▶ _WORK REQUEST_: From the records below, count the lines containing the word "impl" and give only that number.

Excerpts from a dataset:
use super::config::HttpConfig;
use super::encoding::{self, GZIP};
use super::protocol::{HttpConnection, HttpProtocolError};
use super::{Response, Session};
use crate::limits::ConnectionLimiter;
use crate::{FixtureError, Result};
use http::Method;
use std::net::SocketAddr;
use std::sync::Arc;
use tokio::net::{TcpListener, TcpStream};
use tokio::sync::broadcast;
use tokio::task::{JoinHandle, JoinSet};
use tracing::{debug, error, info, warn, Instrument};

/// Answers sessions on behalf of an [`HttpEngine`]
///
/// For every request the engine calls [`begin`](Self::begin), then
/// [`serve`](Self::serve), then writes the response. The guard returned by
/// `begin` is dropped once writing has finished or failed, including when
/// the connection task is aborted.
pub trait SessionHandler: Send + Sync + 'static {
    /// Held for the duration of one exchange
    type Guard: Send + 'static;

    fn begin(&self) -> Self::Guard;

    fn serve(&self, session: &Session) -> Response;

    /// Whether the engine may gzip `response` for a client that accepts it
    fn use_gzip_when_accepted(&self, response: &Response) -> bool {
        encoding::use_gzip_by_default(response)
    }
}

impl<F> SessionHandler for F
where
    F: Fn(&Session) -> Response + Send + Sync + 'static,
{
    type Guard = ();

    fn begin(&self) {}

    fn serve(&self, session: &Session) -> Response {
        self(session)
    }
}

enum EngineState {
    Idle,
    Running {
        local_addr: SocketAddr,
        shutdown: broadcast::Sender<()>,
        task: JoinHandle<()>,
    },
    Stopped {
        local_addr: SocketAddr,
    },
}

/// Embedded HTTP/1.1 server
///
/// # Examples
///
/// ```no_run
/// use fixturesrv::http::{HttpConfig, HttpEngine, Response, Session};
/// use http::StatusCode;
///
/// #[tokio::main]
/// async fn main() -> fixturesrv::Result<()> {
///     let handler = |_: &Session| Response::text(StatusCode::OK, "hello");
///     let mut engine = HttpEngine::new(HttpConfig::default(), handler);
///     engine.start().await?;
///     println!("listening on {:?}", engine.listening_port());
///     engine.stop().await;
///     Ok(())
/// }
/// ```
pub struct HttpEngine<H: SessionHandler> {
    config: HttpConfig,
    handler: Arc<H>,
    state: EngineState,
}

impl<H: SessionHandler> HttpEngine<H> {
    pub fn new(config: HttpConfig, handler: H) -> Self {
        Self::with_shared_handler(config, Arc::new(handler))
    }

    pub fn with_shared_handler(config: HttpConfig, handler: Arc<H>) -> Self {
        Self {
            config,
            handler,
            state: EngineState::Idle,
        }
    }

    pub fn config(&self) -> &HttpConfig {
        &self.config
    }

    pub fn handler(&self) -> &Arc<H> {
        &self.handler
    }

    /// Binds the listener and starts accepting connections.
    pub async fn start(&mut self) -> Result<()> {
        if !matches!(self.state, EngineState::Idle) {
            return Err(FixtureError::AlreadyStarted);
        }

        let listener = TcpListener::bind(self.config.bind_addr).await?;
        let local_addr = listener.local_addr()?;
        info!(address = %local_addr, "HTTP engine listening");

        let (shutdown, shutdown_rx) = broadcast::channel(1);
        let task = tokio::spawn(accept_loop(
            listener,
            self.config.clone(),
            Arc::clone(&self.handler),
            shutdown_rx,
        ));

        self.state = EngineState::Running {
            local_addr,
            shutdown,
            task,
        };
        Ok(())
    }

    /// Stops accepting, aborts open connections and waits for the listener
    /// to close. A no-op unless the engine is running.
    pub async fn stop(&mut self) {
        let EngineState::Running { local_addr, .. } = self.state else {
            return;
        };
        let EngineState::Running { shutdown, task, .. } =
            std::mem::replace(&mut self.state, EngineState::Stopped { local_addr })
        else {
            return;
        };

        let _ = shutdown.send(());
        if let Err(e) = task.await {
            error!(error = %e, "HTTP engine task failed");
        }
    }

    /// Asks a running engine to stop without waiting for it.
    pub fn signal_stop(&self) {
        if let EngineState::Running { shutdown, .. } = &self.state {
            let _ = shutdown.send(());
        }
    }

    pub fn was_started(&self) -> bool {
        !matches!(self.state, EngineState::Idle)
    }

    pub fn is_running(&self) -> bool {
        matches!(self.state, EngineState::Running { .. })
    }

    pub fn local_addr(&self) -> Option<SocketAddr> {
        match self.state {
            EngineState::Idle => None,
            EngineState::Running { local_addr, .. } | EngineState::Stopped { local_addr } => {
                Some(local_addr)
            }
        }
    }

    pub fn listening_port(&self) -> Option<u16> {
        self.local_addr().map(|addr| addr.port())
    }
}

impl<H: SessionHandler> Drop for HttpEngine<H> {
    fn drop(&mut self) {
        self.signal_stop();
    }
}

async fn accept_loop<H: SessionHandler>(
    listener: TcpListener,
    config: HttpConfig,
    handler: Arc<H>,
    mut shutdown_rx: broadcast::Receiver<()>,
) {
    let limiter = ConnectionLimiter::new(config.max_connections);
    let mut connections = JoinSet::new();

    loop {
        tokio::select! {
            accept_result = listener.accept() => {
                match accept_result {
                    Ok((stream, addr)) => {
                        let guard = match limiter.try_acquire() {
                            Ok(guard) => guard,
                            Err(e) => {
                                warn!(%addr, error = %e, "Connection rejected");
                                continue;
                            }
                        };

                        debug!(%addr, current = limiter.active_connections(), "Accepted connection");
                        let config = config.clone();
                        let handler = Arc::clone(&handler);
                        let span = tracing::info_span!("connection", %addr);
                        connections.spawn(
                            async move {
                                let _slot = guard;
                                match handle_connection(stream, addr, &config, handler.as_ref()).await {
                                    Ok(()) => debug!("Connection closed"),
                                    Err(HttpProtocolError::Io(e)) => warn!(error = %e, "Connection dropped"),
                                    Err(e) => error!(error = %e, "Error handling connection"),
                                }
                            }
                            .instrument(span),
                        );
                    }
                    Err(e) => {
                        error!(error = %e, "Failed to accept connection");
                    }
                }
            }
            Some(joined) = connections.join_next(), if !connections.is_empty() => {
                if let Err(e) = joined {
                    if e.is_panic() {
                        error!(error = %e, "Connection task panicked");
                    }
                }
            }
            _ = shutdown_rx.recv() => {
                info!("Received shutdown signal, stopping HTTP engine");
                break;
            }
        }
    }

    drop(listener);
    connections.abort_all();
    while connections.join_next().await.is_some() {}
    info!("HTTP engine stopped");
}

async fn handle_connection<H: SessionHandler>(
    stream: TcpStream,
    addr: SocketAddr,
    config: &HttpConfig,
    handler: &H,
) -> std::result::Result<(), HttpProtocolError> {
    if let Err(e) = stream.set_nodelay(true) {
        debug!(%addr, error = %e, "Could not set TCP_NODELAY");
    }
    let mut connection = HttpConnection::new(stream, Some(addr));

    loop {
        let session = match connection.read_session(config).await {
            Ok(Some(session)) => session,
            Ok(None) => {
                debug!(%addr, "Client closed connection");
                break;
            }
            Err(HttpProtocolError::Timeout(what)) => {
                debug!(%addr, what, "Idle connection timed out");
                break;
            }
            Err(e) => {
                if let Some(status) = e.response_status() {
                    let response = Response::text(status, e.to_string());
                    let _ = connection
                        .write_response(&Method::GET, &response, false, config)
                        .await;
                }
                return Err(e);
            }
        };

        let keep_alive = config.keep_alive && session.keep_alive();

        // Released when this iteration ends, whichever way it ends.
        let _exchange = handler.begin();

        let mut response = handler.serve(&session);
        if session.accepts_encoding(GZIP) && handler.use_gzip_when_accepted(&response) {
            if let Err(e) = encoding::apply_gzip(&mut response) {
                warn!(%addr, error = %e, "Sending response uncompressed");
            }
        }

        let sent = connection
            .write_response(&session.method, &response, keep_alive, config)
            .await?;
        info!(
            %addr,
            method = %session.method,
            uri = %session.uri,
            status = response.status().as_u16(),
            bytes = sent,
            "Served request"
        );

        if !keep_alive {
            break;
        }
    }

    connection.shutdown().await;
    Ok(())
}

▶ _WRITTEN SOLUTION_: 3